(What the task requires) Return the records exactly, from the first line through the "pub fn with_audio(mut" line.

[Stored data entries]
------------------------------------

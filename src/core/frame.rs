// SPDX-License-Identifier: Apache-2.0
// Copyright 2025 itsakeyfut
//
// Licensed under the Apache License, Version 2.0 (the "License");
// you may not use this file except in compliance with the License.
// You may obtain a copy of the License at
//
//     http://www.apache.org/licenses/LICENSE-2.0
//
// Unless required by applicable law or agreed to in writing, software
// distributed under the License is distributed on an "AS IS" BASIS,
// WITHOUT WARRANTIES OR CONDITIONS OF ANY KIND, either express or implied.
// See the License for the specific language governing permissions and
// limitations under the License.

//! Output and input data carried through the frame sink channels
//!
//! A [`Frame`] owns its pixel buffer. Once the session enqueues it, nothing
//! else holds a reference to it, so consumers can keep or mutate it freely.

use bitflags::bitflags;

/// Bytes per pixel in frame buffers (RGBA8888)
pub const BYTES_PER_PIXEL: usize = 4;

/// Maximum number of controller ports tracked by [`InputState`]
pub const MAX_PORTS: usize = 4;

/// Number of analog axes per controller
pub const AXES_PER_CONTROLLER: usize = 4;

/// Batch of interleaved stereo samples
pub type AudioBatch = Vec<i16>;

/// One video frame produced by a frame advance
#[derive(Debug, Clone, PartialEq, Eq)]
pub struct Frame {
    /// Session sequence number (1-based), stamped by the session
    pub seq: u64,

    pub width: u32,
    pub height: u32,

    /// RGBA8888 pixels, row-major, `width * height * 4` bytes
    pub pixels: Vec<u8>,

    /// Audio produced alongside this frame, if the core attaches it
    pub audio: Option<AudioBatch>,
}

impl Frame {
    /// Create an unsequenced frame
    pub fn new(width: u32, height: u32, pixels: Vec<u8>) -> Self {
        Self {
            seq: 0,
            width,
            height,
            pixels,
            audio: None,
        }
    }

    /// Attach an audio batch to this frame
    pub fn with_audio(mut self, audio: AudioBatch) -> Self {
        self.audio = Some(audio);
        self
    }

    /// Expected pixel buffer length for the frame's dimensions
    pub fn expected_len(&self) -> usize {
        self.width as usize * self.height as usize * BYTES_PER_PIXEL
    }

    pub fn is_empty(&self) -> bool {
        self.pixels.is_empty()
    }
}

/// Everything one frame advance produced
#[derive(Debug, Clone)]
pub struct FrameOutput {
    pub video: Frame,
    /// Zero or more audio batches, delivered in order
    pub audio: Vec<AudioBatch>,
}

bitflags! {
    /// Digital joypad buttons
    ///
    /// Bit positions follow the common retro joypad layout.
    #[derive(Debug, Clone, Copy, PartialEq, Eq, Hash, Default)]
    pub struct Buttons: u16 {
        const B      = 1 << 0;
        const Y      = 1 << 1;
        const SELECT = 1 << 2;
        const START  = 1 << 3;
        const UP     = 1 << 4;
        const DOWN   = 1 << 5;
        const LEFT   = 1 << 6;
        const RIGHT  = 1 << 7;
        const A      = 1 << 8;
        const X      = 1 << 9;
        const L      = 1 << 10;
        const R      = 1 << 11;
        const L2     = 1 << 12;
        const R2     = 1 << 13;
        const L3     = 1 << 14;
        const R3     = 1 << 15;
    }
}

/// Analog axis identifiers
#[derive(Debug, Clone, Copy, PartialEq, Eq, Hash)]
pub enum Axis {
    LeftX = 0,
    LeftY = 1,
    RightX = 2,
    RightY = 3,
}

/// The control an input event refers to
#[derive(Debug, Clone, Copy, PartialEq, Eq, Hash)]
pub enum Control {
    Button(Buttons),
    Axis(Axis),
}

/// A single input change from an external input source
#[derive(Debug, Clone, Copy, PartialEq, Eq)]
pub struct InputEvent {
    /// Controller port index
    pub port: usize,
    pub control: Control,
    /// Non-zero means pressed for buttons; axis position otherwise
    pub value: i16,
}

impl InputEvent {
    pub fn button(port: usize, button: Buttons, pressed: bool) -> Self {
        Self {
            port,
            control: Control::Button(button),
            value: i16::from(pressed),
        }
    }

    pub fn axis(port: usize, axis: Axis, value: i16) -> Self {
        Self {
            port,
            control: Control::Axis(axis),
            value,
        }
    }

    pub fn pressed(&self) -> bool {
        self.value != 0
    }
}

/// Latched state of one controller
#[derive(Debug, Clone, Copy, PartialEq, Eq, Default)]
pub struct ControllerState {
    pub buttons: Buttons,
    pub axes: [i16; AXES_PER_CONTROLLER],
}

/// Controller state the core polls during a frame advance
#[derive(Debug, Clone, Copy, PartialEq, Eq, Default)]
pub struct InputState {
    pub ports: [ControllerState; MAX_PORTS],
}

impl InputState {
    pub fn new() -> Self {
        Self::default()
    }

    /// Apply an input event
    ///
    /// Returns `false` if the event targets a port outside `0..MAX_PORTS`;
    /// such events are ignored.
    pub fn apply(&mut self, event: &InputEvent) -> bool {
        let Some(port) = self.ports.get_mut(event.port) else {
            return false;
        };

        match event.control {
            Control::Button(button) => port.buttons.set(button, event.pressed()),
            Control::Axis(axis) => port.axes[axis as usize] = event.value,
        }
        true
    }

    pub fn port(&self, index: usize) -> Option<&ControllerState> {
        self.ports.get(index)
    }

    /// Release every button and center every axis
    pub fn clear(&mut self) {
        *self = Self::default();
    }
}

------------------------------------

(Answer box)
filename src/core/frame.rs
// SPDX-License-Identifier: Apache-2.0
// Copyright 2025 itsakeyfut
//
// Licensed under the Apache License, Version 2.0 (the "License");
// you may not use this file except in compliance with the License.
// You may obtain a copy of the License at
//
//     http://www.apache.org/licenses/LICENSE-2.0
//
// Unless required by applicable law or agreed to in writing, software
// distributed under the License is distributed on an "AS IS" BASIS,
// WITHOUT WARRANTIES OR CONDITIONS OF ANY KIND, either express or implied.
// See the License for the specific language governing permissions and
// limitations under the License.

//! Output and input data carried through the frame sink channels
//!
//! A [`Frame`] owns its pixel buffer. Once the session enqueues it, nothing
//! else holds a reference to it, so consumers can keep or mutate it freely.

use bitflags::bitflags;

/// Bytes per pixel in frame buffers (RGBA8888)
pub const BYTES_PER_PIXEL: usize = 4;

/// Maximum number of controller ports tracked by [`InputState`]
pub const MAX_PORTS: usize = 4;

/// Number of analog axes per controller
pub const AXES_PER_CONTROLLER: usize = 4;

/// Batch of interleaved stereo samples
pub type AudioBatch = Vec<i16>;

/// One video frame produced by a frame advance
#[derive(Debug, Clone, PartialEq, Eq)]
pub struct Frame {
    /// Session sequence number (1-based), stamped by the session
    pub seq: u64,

    pub width: u32,
    pub height: u32,

    /// RGBA8888 pixels, row-major, `width * height * 4` bytes
    pub pixels: Vec<u8>,

    /// Audio produced alongside this frame, if the core attaches it
    pub audio: Option<AudioBatch>,
}

impl Frame {
    /// Create an unsequenced frame
    pub fn new(width: u32, height: u32, pixels: Vec<u8>) -> Self {
        Self {
            seq: 0,
            width,
            height,
            pixels,
            audio: None,
        }
    }

    /// Attach an audio batch to this frame
    pub fn with_audio(mut self, audio: AudioBatch) -> Self {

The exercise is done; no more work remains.